Unlike simple requests (discussed above), "preflighted" requests first
send an HTTP request by the OPTIONS method to the resource on the
other domain, in order to determine whether the actual request is safe
to send. Cross-site requests are preflighted like this since they may
have implications to user data. In particular, a request is
preflighted if:
It uses methods other than GET, HEAD or POST. Also, if POST is used to
send request data with a Content-Type other than
application/x-www-form-urlencoded, multipart/form-data, or text/plain,
e.g. if the POST request sends an XML payload to the server using
application/xml or text/xml, then the request is preflighted.

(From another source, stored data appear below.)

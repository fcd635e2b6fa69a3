//! Alert propagation integration test
//!
//! Sound → Investigating → (таймер) → Idle, DirectDamage → Chasing у соседей.
//! Alerts применяются на тике, следующем за тем, где их записали.

use bevy::prelude::*;
use deadzone_simulation::*;

const DELTA: f32 = 0.1;

/// Цель далеко — никто её не видит и не гонится
const FAR_AWAY: Vec3 = Vec3::new(500.0, 0.0, 500.0);

fn facing(position: Vec3, direction: Vec3) -> Transform {
    Transform::from_translation(position).looking_to(direction, Vec3::Y)
}

#[test]
fn test_sound_within_radius_starts_investigation() {
    // Scenario: Sound в O радиус 20, агент в 18м → Investigating(O) после тика
    let mut sim = Simulation::new(7);
    sim.spawn_target(FAR_AWAY);
    let origin = Vec3::new(0.0, 0.0, 0.0);
    let near = sim.spawn_agent(facing(Vec3::X * 18.0, Vec3::NEG_Z), AgentConfig::default(), None);
    let far = sim.spawn_agent(facing(Vec3::X * 25.0, Vec3::NEG_Z), AgentConfig::default(), None);

    sim.emit_alert(AlertEvent::sound(origin, 20.0));
    sim.tick(DELTA);

    assert!(matches!(
        sim.state(near),
        Some(AgentState::Investigating { point, .. }) if *point == origin
    ));
    assert_eq!(sim.state(far), Some(&AgentState::Idle));
}

#[test]
fn test_investigation_walks_to_point_and_gives_up() {
    let mut sim = Simulation::new(7);
    sim.spawn_target(FAR_AWAY);
    let config = AgentConfig {
        investigation_time: 1.0,
        ..Default::default()
    };
    let agent = sim.spawn_agent(
        facing(Vec3::ZERO, Vec3::NEG_Z),
        config,
        Some(NavAgent::new(StraightLineNavigator::new(10.0, 0.5))),
    );
    let point = Vec3::new(5.0, 0.0, 0.0);

    sim.emit_alert(AlertEvent::sound(point, 10.0));

    let mut visited = Vec::new();
    for _ in 0..100 {
        sim.tick(DELTA);
        let state = sim.state(agent).cloned().expect("agent state");
        visited.push(state.clone());
        if visited.len() > 1 && state == AgentState::Idle {
            break;
        }
    }

    assert!(matches!(visited.first(), Some(AgentState::Investigating { .. })));
    assert_eq!(visited.last(), Some(&AgentState::Idle));
    assert!(visited
        .iter()
        .all(|state| matches!(state, AgentState::Investigating { .. } | AgentState::Idle)));

    let position = sim.world().get::<Transform>(agent).expect("transform").translation;
    assert!(position.distance(point) <= 0.5);

    // Idle сбрасывает путь
    let nav = sim.world().get::<NavAgent>(agent).expect("nav agent");
    assert_eq!(nav.destination(), None);
}

#[test]
fn test_timer_waits_for_pending_path() {
    let mut sim = Simulation::new(7);
    sim.spawn_target(FAR_AWAY);
    let agent = sim.spawn_agent(
        facing(Vec3::ZERO, Vec3::NEG_Z),
        AgentConfig::default(),
        Some(NavAgent::new(
            StraightLineNavigator::new(3.5, 0.5).with_path_latency(3),
        )),
    );

    sim.emit_alert(AlertEvent::sound(Vec3::new(0.0, 0.0, 0.2), 10.0));
    for _ in 0..3 {
        sim.tick(DELTA);
    }

    assert!(matches!(
        sim.state(agent),
        Some(AgentState::Investigating { timer, .. }) if *timer == 0.0
    ));
}

#[test]
fn test_perception_only_investigator_times_out_in_place() {
    let mut sim = Simulation::new(7);
    sim.spawn_target(FAR_AWAY);
    let config = AgentConfig {
        investigation_time: 0.5,
        ..Default::default()
    };
    let agent = sim.spawn_agent(facing(Vec3::ZERO, Vec3::NEG_Z), config, None);

    sim.emit_alert(AlertEvent::sound(Vec3::new(3.0, 0.0, 0.0), 10.0));
    for _ in 0..10 {
        sim.tick(DELTA);
    }

    assert_eq!(sim.state(agent), Some(&AgentState::Idle));
    let position = sim.world().get::<Transform>(agent).expect("transform").translation;
    assert_eq!(position, Vec3::ZERO);
}

#[test]
fn test_sound_does_not_interrupt_chase() {
    let mut sim = Simulation::new(7);
    sim.spawn_target(Vec3::new(0.0, 0.0, -6.0));
    let agent = sim.spawn_agent(facing(Vec3::ZERO, Vec3::NEG_Z), AgentConfig::default(), None);

    sim.tick(DELTA);
    assert_eq!(sim.state(agent), Some(&AgentState::Chasing));

    sim.emit_alert(AlertEvent::sound(Vec3::new(8.0, 0.0, 0.0), 30.0));
    sim.tick(DELTA);

    assert_eq!(sim.state(agent), Some(&AgentState::Chasing));
}

#[test]
fn test_damage_alerts_pack_on_next_tick() {
    let mut sim = Simulation::new(7);
    // Цель за спинами агентов, но в chase range первых двух
    sim.spawn_target(Vec3::new(0.0, 0.0, -8.0));
    let config = AgentConfig::default(); // sound_reaction_range 10
    let victim = sim.spawn_agent(facing(Vec3::ZERO, Vec3::Z), config.clone(), None);
    let neighbour = sim.spawn_agent(facing(Vec3::X * 5.0, Vec3::Z), config.clone(), None);
    let stranger = sim.spawn_agent(facing(Vec3::X * 30.0, Vec3::Z), config, None);

    assert_eq!(sim.take_damage(victim, 10.0), DamageOutcome::Wounded);
    // Урон синхронный, реакция — нет
    assert_eq!(sim.state(victim), Some(&AgentState::Idle));

    sim.tick(DELTA);

    assert_eq!(sim.state(victim), Some(&AgentState::Chasing));
    assert_eq!(sim.state(neighbour), Some(&AgentState::Chasing));
    assert_eq!(sim.state(stranger), Some(&AgentState::Idle));
}

#[test]
fn test_damage_request_reaction_lags_one_tick() {
    let mut sim = Simulation::new(7);
    sim.spawn_target(Vec3::new(0.0, 0.0, -8.0));
    let agent = sim.spawn_agent(facing(Vec3::ZERO, Vec3::Z), AgentConfig::default(), None);

    sim.world_mut().send_event(DamageRequest { agent, amount: 25.0 });
    sim.tick(DELTA);

    let hit_points = sim.hit_points(agent).copied().expect("hit points");
    assert_eq!(hit_points.current, 75.0);
    assert_eq!(sim.state(agent), Some(&AgentState::Idle));

    sim.tick(DELTA);
    assert_eq!(sim.state(agent), Some(&AgentState::Chasing));
}

#[test]
fn test_dead_agents_ignore_alerts() {
    let mut sim = Simulation::new(7);
    sim.spawn_target(FAR_AWAY);
    let agent = sim.spawn_agent(facing(Vec3::ZERO, Vec3::NEG_Z), AgentConfig::default(), None);

    assert_eq!(sim.take_damage(agent, 500.0), DamageOutcome::Killed);

    sim.emit_alert(AlertEvent::sound(Vec3::X, 50.0));
    sim.emit_alert(AlertEvent::direct_damage(Vec3::X, 50.0));
    sim.tick(DELTA);
    sim.tick(DELTA);

    assert_eq!(sim.state(agent), Some(&AgentState::Dead));
}

#[test]
fn test_missed_shot_draws_attention() {
    let mut sim = Simulation::new(7);
    sim.spawn_target(FAR_AWAY);
    let agent = sim.spawn_agent(facing(Vec3::ZERO, Vec3::NEG_Z), AgentConfig::default(), None);
    let impact = Vec3::new(6.0, 1.0, 0.0);

    sim.report_shot(ShotFired::miss(impact, 15.0));
    // Intake → Alerts в том же тике
    sim.tick(DELTA);

    assert!(matches!(
        sim.state(agent),
        Some(AgentState::Investigating { point, .. }) if *point == impact
    ));
    let hit_points = sim.hit_points(agent).copied().expect("hit points");
    assert_eq!(hit_points.current, hit_points.max);
}

#[test]
fn test_investigator_turns_toward_noise_and_spots_target() {
    let mut sim = Simulation::new(7);
    // Цель за шумом, прямо по ходу движения
    sim.spawn_target(Vec3::new(0.0, 0.0, 18.0));
    let agent = sim.spawn_agent(
        facing(Vec3::ZERO, Vec3::NEG_Z),
        AgentConfig::default(),
        Some(NavAgent::new(StraightLineNavigator::default())),
    );

    sim.emit_alert(AlertEvent::sound(Vec3::new(0.0, 0.0, 10.0), 15.0));
    sim.tick(DELTA);
    assert!(matches!(sim.state(agent), Some(AgentState::Investigating { .. })));

    let transform = sim.world().get::<Transform>(agent).expect("transform");
    assert!(transform.forward().dot(Vec3::Z) > 0.99, "агент не развернулся по ходу");

    sim.tick(DELTA);
    assert_eq!(sim.state(agent), Some(&AgentState::Chasing));
}

#[test]
fn test_retargeted_investigation_is_not_a_state_change() {
    let mut sim = Simulation::new(7);
    sim.spawn_target(FAR_AWAY);
    let agent = sim.spawn_agent(facing(Vec3::ZERO, Vec3::NEG_Z), AgentConfig::default(), None);

    sim.emit_alert(AlertEvent::sound(Vec3::X * 3.0, 10.0));
    sim.tick(DELTA);
    assert_eq!(
        sim.world()
            .resource::<Events<StateChanged>>()
            .iter_current_update_events()
            .count(),
        1
    );

    let second = Vec3::Z * 4.0;
    sim.emit_alert(AlertEvent::sound(second, 10.0));
    sim.tick(DELTA);

    assert!(matches!(
        sim.state(agent),
        Some(AgentState::Investigating { point, .. }) if *point == second
    ));
    assert_eq!(
        sim.world()
            .resource::<Events<StateChanged>>()
            .iter_current_update_events()
            .count(),
        0
    );
}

It sets
custom headers in the request (e.g. the request uses a header such as
X-PINGOTHER)
Ref: AJAX in Chrome sending OPTIONS instead of GET/POST/PUT/DELETE?
You are just adding a header which server does not allow.
eg - your server is set up CORS to allow these headers only (accept,cache-control,pragma,content-type,origin)
and in your http request you are adding like this
headers: {
'Authorization': 'Basic d2VudHdvcnRobWFuOkNoYW5nZV9tZQ==',
'Accept': 'application/json',
'x-testing': 'testingValue'
}
then the Server will reject this request since (Authorization and x-testing) are not allowed.
This is server side configuration.
And there is nothing to do with HTTP Options, it is just a preflight to server which is from different domain to check if server will allow actual call or not.
For me the following explanatory snippet worked. Perhaps you shouldn't use ' for header name?
{
headers: {
Authorization: "Basic " + getAuthDigest(),
Accept: "text/plain"
}
}
I'm using $http.ajax(), though I wouldn't expect that to be a game changer.